What you should do:
For this exercise, please find the lines in the entries that include the word "cannot" and copy them.

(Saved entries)
========================================================================

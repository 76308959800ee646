//! Quote extraction and reinsertion.
//!
//! Nested quotes cannot be converted in a single pass: the text of an
//! inner quote has to be captured before the text of its ancestor can
//! be computed. Quotes are therefore pulled out of a cloned tree
//! innermost-first and replaced by positional token placeholders;
//! after the quote-free tree is rendered, [`resolve_nesting`] expands
//! the tokens back into quote-marker-prefixed text, one marker per
//! nesting level.

use once_cell::sync::Lazy;
use regex::Regex;

use bodytext_core::QUOTE_MARKER;

use crate::node::Node;
use crate::render::TextRenderer;

/// Token sentinels from a Unicode private use block. The renderer
/// scrubs both characters from source text, so an in-text token can
/// only have been produced by [`QuoteExtractor::extract`].
pub(crate) const QUOTE_START: char = '\u{e000}';
pub(crate) const QUOTE_END: char = '\u{e001}';

/// Attribute carried by the placeholder element a quote is swapped
/// for. The renderer emits the token text for any element bearing it.
pub(crate) const QUOTE_TOKEN_ATTR: &str = "data-quote-token";

static TOKEN: Lazy<Regex> = Lazy::new(|| {
    Regex::new(&format!("{}([0-9]+){}", QUOTE_START, QUOTE_END)).expect("token pattern")
});

/// Pulls quote blocks out of a markup tree, to be reinserted after
/// rendering via [`resolve_nesting`].
pub struct QuoteExtractor<'a> {
    renderer: &'a TextRenderer,
}

impl<'a> QuoteExtractor<'a> {
    pub fn new(renderer: &'a TextRenderer) -> Self {
        Self { renderer }
    }

    /// Capture every quote block under `root` and return a tokenized
    /// clone of the tree together with the captured quote texts.
    ///
    /// Quotes are collected in document order but captured in reverse,
    /// so a nested quote is tokenized before the text of its ancestor
    /// is read. `root` itself is never touched, which keeps repeated
    /// conversions over the same tree safe.
    pub fn extract(&self, root: &Node) -> (Node, Vec<String>) {
        let mut work = root.clone();
        // The placeholder attribute is reserved for the extractor;
        // content is not allowed to carry it.
        scrub_token_attrs(&mut work);
        let mut paths = Vec::new();
        collect_quote_paths(&work, &mut Vec::new(), &mut paths);

        let mut quotes = vec![String::new(); paths.len()];
        for index in (0..paths.len()).rev() {
            let Some(quote) = node_at(&work, &paths[index]) else {
                log::error!("quote {} disappeared during extraction", index);
                continue;
            };

            let mut text = self.renderer.render_inner(quote);
            // A final paragraph leaves one blank-line artifact behind;
            // drop it plus the trailing newline, like innerText would,
            // but keep any further breaks the author wrote.
            if text.ends_with("\n\n") {
                text.pop();
            }
            if text.ends_with('\n') {
                text.pop();
            } else {
                log::debug!("no newline at end of quote {}", index);
            }
            quotes[index] = text;

            if let Some(quote) = node_at_mut(&mut work, &paths[index]) {
                *quote = token_placeholder(index);
            }
        }

        (work, quotes)
    }
}

/// Expand quote tokens in `text` into marker-prefixed quote text.
///
/// Tokens inside a captured quote are resolved first, so by the time a
/// quote is prefixed its nested quotes already carry their markers;
/// depth N content ends up with exactly N markers per line. Newlines
/// are inserted around each expansion so adjacent quotes, and quotes
/// with surrounding text, never share a line.
pub fn resolve_nesting(text: &str, quotes: &[String]) -> String {
    let mut resolved = String::with_capacity(text.len());
    let mut last_end = 0;

    for caps in TOKEN.captures_iter(text) {
        let token = caps.get(0).expect("whole match");
        resolved.push_str(&text[last_end..token.start()]);
        last_end = token.end();

        let index = caps[1].parse::<usize>().ok().filter(|i| *i < quotes.len());
        match index {
            Some(index) => {
                if !resolved.is_empty() && !resolved.ends_with('\n') {
                    resolved.push('\n');
                }
                let nested = resolve_nesting(&quotes[index], quotes);
                resolved.push_str(&quote_lines(&nested));
                match text[token.end()..].chars().next() {
                    Some('\n') | None => {}
                    Some(_) => resolved.push('\n'),
                }
            }
            None => {
                // Extraction bug; drop the token rather than fail the
                // whole conversion.
                log::error!("invalid quote token index {:?}", &caps[1]);
            }
        }
    }

    resolved.push_str(&text[last_end..]);
    resolved
}

/// Prefix each LF-delineated line with one quote marker.
fn quote_lines(text: &str) -> String {
    text.split('\n')
        .map(|line| format!("{}{}", QUOTE_MARKER, line))
        .collect::<Vec<_>>()
        .join("\n")
}

fn token_placeholder(index: usize) -> Node {
    let mut placeholder = Node::element("div");
    placeholder.set_attr(QUOTE_TOKEN_ATTR, &index.to_string());
    placeholder
}

/// Record the path (child indices from `node`) of every quote element,
/// in document order.
fn collect_quote_paths(node: &Node, path: &mut Vec<usize>, out: &mut Vec<Vec<usize>>) {
    for (index, child) in node.children().enumerate() {
        path.push(index);
        if child.is_element() && child.tag_name() == "blockquote" {
            out.push(path.clone());
        }
        collect_quote_paths(child, path, out);
        path.pop();
    }
}

fn node_at<'a>(root: &'a Node, path: &[usize]) -> Option<&'a Node> {
    let mut node = root;
    for &index in path {
        node = node.children().nth(index)?;
    }
    Some(node)
}

fn node_at_mut<'a>(root: &'a mut Node, path: &[usize]) -> Option<&'a mut Node> {
    let mut node = root;
    for &index in path {
        node = node.children_mut().nth(index)?;
    }
    Some(node)
}

/// Drop any pre-existing placeholder attributes so content cannot
/// spoof a quote token.
fn scrub_token_attrs(node: &mut Node) {
    if let Some(attrs) = node.attributes.as_mut() {
        let mut i = 0;
        while i + 1 < attrs.len() {
            if attrs[i].eq_ignore_ascii_case(QUOTE_TOKEN_ATTR) {
                attrs.drain(i..i + 2);
            } else {
                i += 2;
            }
        }
    }
    for child in node.children_mut() {
        scrub_token_attrs(child);
    }
}

#[cfg(test)]
mod tests {
    use super::*;

    fn paragraph(text: &str) -> Node {
        let mut p = Node::element("p");
        p.add_child(Node::text(text));
        p
    }

    fn blockquote(children: Vec<Node>) -> Node {
        let mut bq = Node::element("blockquote");
        for child in children {
            bq.add_child(child);
        }
        bq
    }

    fn token(index: usize) -> String {
        format!("{}{}{}", QUOTE_START, index, QUOTE_END)
    }

    #[test]
    fn test_extract_single_quote() {
        let renderer = TextRenderer::new();
        let mut body = Node::element("div");
        body.add_child(paragraph("top"));
        body.add_child(blockquote(vec![paragraph("quoted")]));

        let (tokenized, quotes) = QuoteExtractor::new(&renderer).extract(&body);
        assert_eq!(quotes, vec!["quoted".to_string()]);
        assert_eq!(renderer.render(&tokenized), format!("top\n\n{}\n", token(0)));
    }

    #[test]
    fn test_extract_is_non_destructive() {
        let renderer = TextRenderer::new();
        let mut body = Node::element("div");
        body.add_child(blockquote(vec![paragraph("quoted")]));
        let before = renderer.render(&body);

        let _ = QuoteExtractor::new(&renderer).extract(&body);
        assert_eq!(renderer.render(&body), before);
    }

    #[test]
    fn test_extract_nested_quotes_innermost_first() {
        let renderer = TextRenderer::new();
        let mut outer = blockquote(vec![paragraph("outer")]);
        outer.add_child(blockquote(vec![paragraph("inner")]));
        let mut body = Node::element("div");
        body.add_child(outer);

        let (_, quotes) = QuoteExtractor::new(&renderer).extract(&body);
        assert_eq!(quotes.len(), 2);
        // The ancestor's captured text holds the inner quote's token.
        assert_eq!(quotes[0], format!("outer\n\n{}", token(1)));
        assert_eq!(quotes[1], "inner");
    }

    #[test]
    fn test_resolve_single_level() {
        let quotes = vec!["quoted".to_string()];
        let text = format!("top\n\n{}\n", token(0));
        assert_eq!(
            resolve_nesting(&text, &quotes),
            format!("top\n\n{}quoted\n", QUOTE_MARKER)
        );
    }

    #[test]
    fn test_resolve_nested_depth_markers() {
        let quotes = vec![format!("outer\n\n{}", token(1)), "inner".to_string()];
        let text = format!("{}\n", token(0));
        let resolved = resolve_nesting(&text, &quotes);
        let m = QUOTE_MARKER;
        assert_eq!(resolved, format!("{m}outer\n{m}\n{m}{m}inner\n"));
    }

    #[test]
    fn test_resolve_inserts_boundary_newlines() {
        let quotes = vec!["one".to_string(), "two".to_string()];
        // Tokens glued to text and to each other.
        let text = format!("before{}{}after", token(0), token(1));
        let resolved = resolve_nesting(&text, &quotes);
        let m = QUOTE_MARKER;
        assert_eq!(resolved, format!("before\n{m}one\n{m}two\nafter"));
    }

    #[test]
    fn test_resolve_invalid_index_substitutes_empty() {
        let _ = env_logger::builder().is_test(true).try_init();
        let quotes = vec!["real".to_string()];
        let text = format!("a{}b", token(7));
        assert_eq!(resolve_nesting(&text, &quotes), "ab");
    }

    #[test]
    fn test_spoofed_token_attr_is_scrubbed() {
        let renderer = TextRenderer::new();
        let mut fake = Node::element("div");
        fake.set_attr(QUOTE_TOKEN_ATTR, "0");
        fake.add_child(Node::text("spoof"));
        let mut body = Node::element("div");
        body.add_child(fake);
        body.add_child(blockquote(vec![paragraph("real")]));

        let (tokenized, quotes) = QuoteExtractor::new(&renderer).extract(&body);
        assert_eq!(quotes, vec!["real".to_string()]);
        assert_eq!(
            renderer.render(&tokenized),
            format!("spoof\n{}\n", token(0))
        );
    }

    #[test]
    fn test_resolve_without_tokens_is_identity() {
        let quotes: Vec<String> = Vec::new();
        assert_eq!(resolve_nesting("plain text\n", &quotes), "plain text\n");
    }

    #[test]
    fn test_extract_preserves_explicit_trailing_breaks() {
        let renderer = TextRenderer::new();
        let mut bq = blockquote(vec![paragraph("last line")]);
        bq.add_child(Node::element("br"));
        bq.add_child(Node::element("br"));
        let mut body = Node::element("div");
        body.add_child(bq);

        let (_, quotes) = QuoteExtractor::new(&renderer).extract(&body);
        assert_eq!(quotes, vec!["last line\n\n".to_string()]);
    }

    #[test]
    fn test_quote_text_without_trailing_newline_tolerated() {
        let renderer = TextRenderer::new();
        let mut bq = Node::element("blockquote");
        bq.add_child(Node::text("bare inline text"));
        let mut body = Node::element("div");
        body.add_child(bq);

        let (_, quotes) = QuoteExtractor::new(&renderer).extract(&body);
        assert_eq!(quotes, vec!["bare inline text".to_string()]);
    }
}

========================================================================

Your solution:
//! Nested quotes cannot be converted in a single pass: the text of an
/// Drop any pre-existing placeholder attributes so content cannot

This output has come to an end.